Study material START

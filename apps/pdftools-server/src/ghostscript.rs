//! Ghostscript orchestration
//!
//! Runs the external conversion engine as a subprocess with two fixed
//! invocation profiles: PDF re-encoding (compress) and PDF-to-JPEG
//! rasterization. Each invocation resolves to exactly one outcome; the
//! `Result` sum type makes a double response structurally impossible.

use std::io::ErrorKind;
use std::path::PathBuf;
use std::process::Stdio;
use std::sync::Arc;
use std::time::Duration;

use thiserror::Error;
use tokio::process::Command;
use tokio::sync::Semaphore;
use tracing::{debug, error};

use crate::scratch::RequestScratch;

/// Why an engine invocation failed.
#[derive(Debug, Error)]
pub enum RasterError {
    #[error("Conversion engine '{0}' could not be started")]
    ToolUnavailable(String),

    #[error("Conversion engine exited with status {code:?}")]
    ExecutionFailed { code: Option<i32>, stderr: String },

    #[error("Conversion engine produced no output files")]
    NoOutputProduced,

    #[error("Conversion engine timed out after {0:?}")]
    TimedOut(Duration),

    #[error("Engine I/O failed: {0}")]
    Io(#[from] std::io::Error),
}

impl RasterError {
    /// Log with full diagnostics; the HTTP layer only sends a generic
    /// message to the caller.
    pub fn log(&self) {
        match self {
            RasterError::ExecutionFailed { code, stderr } => {
                error!(?code, "conversion engine failed: {}", stderr);
            }
            other => error!("conversion engine error: {}", other),
        }
    }
}

/// Handle on the external conversion engine.
///
/// The semaphore caps how many engine processes run at once across all
/// requests; the timeout bounds a hung engine. Cheap to clone.
#[derive(Clone)]
pub struct Rasterizer {
    command: String,
    limit: Arc<Semaphore>,
    timeout: Duration,
}

impl Rasterizer {
    pub fn new(command: String, max_concurrent: usize, timeout: Duration) -> Self {
        Self {
            command,
            limit: Arc::new(Semaphore::new(max_concurrent)),
            timeout,
        }
    }

    /// Re-encode a PDF through the `pdfwrite` device at the low-fidelity
    /// `/screen` preset. Returns the compressed document bytes.
    pub async fn compress(
        &self,
        scratch: &mut RequestScratch,
        input: &[u8],
    ) -> Result<Vec<u8>, RasterError> {
        let input_path = scratch.allocate("input", "pdf");
        let output_path = scratch.allocate("output", "pdf");
        scratch.write(&input_path, input).await?;

        let args = vec![
            "-sDEVICE=pdfwrite".to_string(),
            "-dCompatibilityLevel=1.4".to_string(),
            "-dPDFSETTINGS=/screen".to_string(),
            "-dNOPAUSE".to_string(),
            "-dQUIET".to_string(),
            "-dBATCH".to_string(),
            format!("-sOutputFile={}", output_path.display()),
            input_path.display().to_string(),
        ];
        self.run(&args).await?;

        match scratch.read(&output_path).await {
            Ok(bytes) => Ok(bytes),
            Err(e) if e.kind() == ErrorKind::NotFound => Err(RasterError::NoOutputProduced),
            Err(e) => Err(e.into()),
        }
    }

    /// Rasterize every page to a 150 DPI JPEG. Returns the produced file
    /// paths in page order; the files live until the scratch scope is
    /// released.
    pub async fn rasterize(
        &self,
        scratch: &mut RequestScratch,
        input: &[u8],
    ) -> Result<Vec<PathBuf>, RasterError> {
        let input_path = scratch.allocate("input", "pdf");
        scratch.write(&input_path, input).await?;
        let pattern = scratch.output_pattern("jpg");

        let args = vec![
            "-sDEVICE=jpeg".to_string(),
            "-r150".to_string(),
            "-dNOPAUSE".to_string(),
            "-dBATCH".to_string(),
            format!("-sOutputFile={}", pattern.display()),
            input_path.display().to_string(),
        ];
        self.run(&args).await?;

        let outputs = scratch.numbered_outputs("jpg").await?;
        if outputs.is_empty() {
            return Err(RasterError::NoOutputProduced);
        }
        Ok(outputs)
    }

    async fn run(&self, args: &[String]) -> Result<(), RasterError> {
        let _permit = self
            .limit
            .acquire()
            .await
            .expect("engine semaphore is never closed");

        debug!(command = %self.command, ?args, "spawning conversion engine");

        let spawned = Command::new(&self.command)
            .args(args)
            .stdin(Stdio::null())
            .stdout(Stdio::piped())
            .stderr(Stdio::piped())
            .kill_on_drop(true)
            .spawn();

        let child = match spawned {
            Ok(child) => child,
            Err(e) if e.kind() == ErrorKind::NotFound => {
                return Err(RasterError::ToolUnavailable(self.command.clone()));
            }
            Err(e) => return Err(e.into()),
        };

        // wait_with_output drains stdout/stderr while waiting, so a chatty
        // engine can never deadlock on a full pipe. kill_on_drop reaps the
        // process if we bail out here on timeout.
        let output = match tokio::time::timeout(self.timeout, child.wait_with_output()).await {
            Ok(result) => result?,
            Err(_) => return Err(RasterError::TimedOut(self.timeout)),
        };

        if !output.status.success() {
            return Err(RasterError::ExecutionFailed {
                code: output.status.code(),
                stderr: String::from_utf8_lossy(&output.stderr).into_owned(),
            });
        }

        Ok(())
    }
}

Study material END

**Your assignment**
Extract each line from the entries above that contains the string "Rasterizer".

**Result of this task**
pub struct Rasterizer {
impl Rasterizer {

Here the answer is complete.